**PROBLEM TO WORK ON**
Copy the entries exactly. Leave nothing out and add nothing.

──────── RECORDS TO PROCESS ────────

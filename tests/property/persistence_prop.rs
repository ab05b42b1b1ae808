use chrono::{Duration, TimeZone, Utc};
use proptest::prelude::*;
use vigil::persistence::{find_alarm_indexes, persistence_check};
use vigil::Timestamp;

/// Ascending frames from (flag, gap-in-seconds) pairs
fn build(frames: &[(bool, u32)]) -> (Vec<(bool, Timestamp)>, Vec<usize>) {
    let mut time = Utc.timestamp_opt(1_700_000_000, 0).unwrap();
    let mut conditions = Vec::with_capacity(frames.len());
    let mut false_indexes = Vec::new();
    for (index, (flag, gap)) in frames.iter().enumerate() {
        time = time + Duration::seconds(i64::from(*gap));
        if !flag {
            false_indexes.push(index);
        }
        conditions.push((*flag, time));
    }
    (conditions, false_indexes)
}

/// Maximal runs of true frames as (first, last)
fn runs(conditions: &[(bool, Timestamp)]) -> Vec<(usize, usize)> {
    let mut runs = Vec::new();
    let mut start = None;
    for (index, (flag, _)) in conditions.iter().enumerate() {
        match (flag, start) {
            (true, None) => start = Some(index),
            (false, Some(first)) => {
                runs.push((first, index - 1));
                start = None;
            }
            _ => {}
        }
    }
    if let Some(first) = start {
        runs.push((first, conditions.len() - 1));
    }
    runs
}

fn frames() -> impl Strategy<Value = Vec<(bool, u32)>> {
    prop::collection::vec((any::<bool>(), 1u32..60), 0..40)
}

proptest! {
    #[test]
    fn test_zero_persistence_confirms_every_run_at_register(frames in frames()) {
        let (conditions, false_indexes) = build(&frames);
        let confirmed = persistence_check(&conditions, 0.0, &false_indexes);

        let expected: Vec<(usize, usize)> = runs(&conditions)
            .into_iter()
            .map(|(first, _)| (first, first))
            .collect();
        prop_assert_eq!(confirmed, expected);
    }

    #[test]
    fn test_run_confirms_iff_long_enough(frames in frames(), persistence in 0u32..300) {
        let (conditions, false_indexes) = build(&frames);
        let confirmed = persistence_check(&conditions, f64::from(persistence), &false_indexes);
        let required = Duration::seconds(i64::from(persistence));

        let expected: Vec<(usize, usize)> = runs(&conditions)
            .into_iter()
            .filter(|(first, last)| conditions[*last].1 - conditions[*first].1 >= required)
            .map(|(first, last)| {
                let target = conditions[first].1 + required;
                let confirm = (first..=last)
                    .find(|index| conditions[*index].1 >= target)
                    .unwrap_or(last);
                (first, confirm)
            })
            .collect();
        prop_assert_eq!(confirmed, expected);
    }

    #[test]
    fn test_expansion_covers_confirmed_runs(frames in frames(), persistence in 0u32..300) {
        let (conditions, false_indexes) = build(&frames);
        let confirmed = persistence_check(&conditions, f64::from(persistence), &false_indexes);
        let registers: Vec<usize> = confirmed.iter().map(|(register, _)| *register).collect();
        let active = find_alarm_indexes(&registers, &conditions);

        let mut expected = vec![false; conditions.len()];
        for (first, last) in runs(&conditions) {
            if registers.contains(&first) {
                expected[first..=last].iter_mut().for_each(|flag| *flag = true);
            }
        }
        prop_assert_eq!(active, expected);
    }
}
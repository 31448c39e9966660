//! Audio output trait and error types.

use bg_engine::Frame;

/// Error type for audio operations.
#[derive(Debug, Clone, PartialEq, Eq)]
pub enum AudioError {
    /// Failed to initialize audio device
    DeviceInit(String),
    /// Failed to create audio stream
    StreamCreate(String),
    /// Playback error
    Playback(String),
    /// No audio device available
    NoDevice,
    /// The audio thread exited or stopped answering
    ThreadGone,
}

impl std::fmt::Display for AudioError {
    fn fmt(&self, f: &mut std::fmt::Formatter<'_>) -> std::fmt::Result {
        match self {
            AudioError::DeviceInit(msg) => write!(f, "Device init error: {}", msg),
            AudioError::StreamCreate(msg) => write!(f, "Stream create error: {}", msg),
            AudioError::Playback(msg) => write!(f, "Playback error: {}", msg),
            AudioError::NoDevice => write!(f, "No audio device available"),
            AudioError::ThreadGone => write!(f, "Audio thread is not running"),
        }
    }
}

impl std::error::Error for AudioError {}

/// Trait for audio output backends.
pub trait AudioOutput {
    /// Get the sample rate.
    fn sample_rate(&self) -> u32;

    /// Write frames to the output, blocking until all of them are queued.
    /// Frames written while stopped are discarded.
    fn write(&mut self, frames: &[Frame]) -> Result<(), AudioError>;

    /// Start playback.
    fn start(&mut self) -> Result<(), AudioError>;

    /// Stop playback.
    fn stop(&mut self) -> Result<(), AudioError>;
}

────────

**ANSWER TO THIS EXERCISE**
filename tests/property/persistence_prop.rs
repository ab05b42b1b1ae808
use chrono::{Duration, TimeZone, Utc};
use proptest::prelude::*;
use vigil::persistence::{find_alarm_indexes, persistence_check};
use vigil::Timestamp;

/// Ascending frames from (flag, gap-in-seconds) pairs
fn build(frames: &[(bool, u32)]) -> (Vec<(bool, Timestamp)>, Vec<usize>) {
    let mut time = Utc.timestamp_opt(1_700_000_000, 0).unwrap();
    let mut conditions = Vec::with_capacity(frames.len());
    let mut false_indexes = Vec::new();
    for (index, (flag, gap)) in frames.iter().enumerate() {
        time = time + Duration::seconds(i64::from(*gap));
        if !flag {
            false_indexes.push(index);
        }
        conditions.push((*flag, time));
    }
    (conditions, false_indexes)
}

/// Maximal runs of true frames as (first, last)
fn runs(conditions: &[(bool, Timestamp)]) -> Vec<(usize, usize)> {
    let mut runs = Vec::new();
    let mut start = None;
    for (index, (flag, _)) in conditions.iter().enumerate() {
        match (flag, start) {
            (true, None) => start = Some(index),
            (false, Some(first)) => {
                runs.push((first, index - 1));
                start = None;
            }
            _ => {}
        }
    }
    if let Some(first) = start {
        runs.push((first, conditions.len() - 1));
    }
    runs
}

fn frames() -> impl Strategy<Value = Vec<(bool, u32)>> {
    prop::collection::vec((any::<bool>(), 1u32..60), 0..40)
}

proptest! {
    #[test]
    fn test_zero_persistence_confirms_every_run_at_register(frames in frames()) {
        let (conditions, false_indexes) = build(&frames);
        let confirmed = persistence_check(&conditions, 0.0, &false_indexes);

        let expected: Vec<(usize, usize)> = runs(&conditions)
            .into_iter()
            .map(|(first, _)| (first, first))
            .collect();
        prop_assert_eq!(confirmed, expected);
    }

    #[test]
    fn test_run_confirms_iff_long_enough(frames in frames(), persistence in 0u32..300) {
        let (conditions, false_indexes) = build(&frames);
        let confirmed = persistence_check(&conditions, f64::from(persistence), &false_indexes);
        let required = Duration::seconds(i64::from(persistence));

        let expected: Vec<(usize, usize)> = runs(&conditions)
            .into_iter()
            .filter(|(first, last)| conditions[*last].1 - conditions[*first].1 >= required)
            .map(|(first, last)| {
                let target = conditions[first].1 + required;
                let confirm = (first..=last)
                    .find(|index| conditions[*index].1 >= target)
                    .unwrap_or(last);
                (first, confirm)
            })
            .collect();
        prop_assert_eq!(confirmed, expected);
    }

    #[test]
    fn test_expansion_covers_confirmed_runs(frames in frames(), persistence in 0u32..300) {
        let (conditions, false_indexes) = build(&frames);
        let confirmed = persistence_check(&conditions, f64::from(persistence), &false_indexes);
        let registers: Vec<usize> = confirmed.iter().map(|(register, _)| *register).collect();
        let active = find_alarm_indexes(&registers, &conditions);

        let mut expected = vec![false; conditions.len()];
        for (first, last) in runs(&conditions) {
            if registers.contains(&first) {
                expected[first..=last].iter_mut().for_each(|flag| *flag = true);
            }
        }
        prop_assert_eq!(active, expected);
    }
}
repository 31448c39e9966660
//! Audio output trait and error types.

use bg_engine::Frame;

/// Error type for audio operations.
#[derive(Debug, Clone, PartialEq, Eq)]
pub enum AudioError {
    /// Failed to initialize audio device
    DeviceInit(String),
    /// Failed to create audio stream
    StreamCreate(String),
    /// Playback error
    Playback(String),
    /// No audio device available
    NoDevice,
    /// The audio thread exited or stopped answering
    ThreadGone,
}

impl std::fmt::Display for AudioError {
    fn fmt(&self, f: &mut std::fmt::Formatter<'_>) -> std::fmt::Result {
        match self {
            AudioError::DeviceInit(msg) => write!(f, "Device init error: {}", msg),
            AudioError::StreamCreate(msg) => write!(f, "Stream create error: {}", msg),
            AudioError::Playback(msg) => write!(f, "Playback error: {}", msg),
            AudioError::NoDevice => write!(f, "No audio device available"),
            AudioError::ThreadGone => write!(f, "Audio thread is not running"),
        }
    }
}

impl std::error::Error for AudioError {}

/// Trait for audio output backends.
pub trait AudioOutput {
    /// Get the sample rate.
    fn sample_rate(&self) -> u32;

    /// Write frames to the output, blocking until all of them are queued.
    /// Frames written while stopped are discarded.
    fn write(&mut self, frames: &[Frame]) -> Result<(), AudioError>;

    /// Start playback.
    fn start(&mut self) -> Result<(), AudioError>;

    /// Stop playback.
    fn stop(&mut self) -> Result<(), AudioError>;
}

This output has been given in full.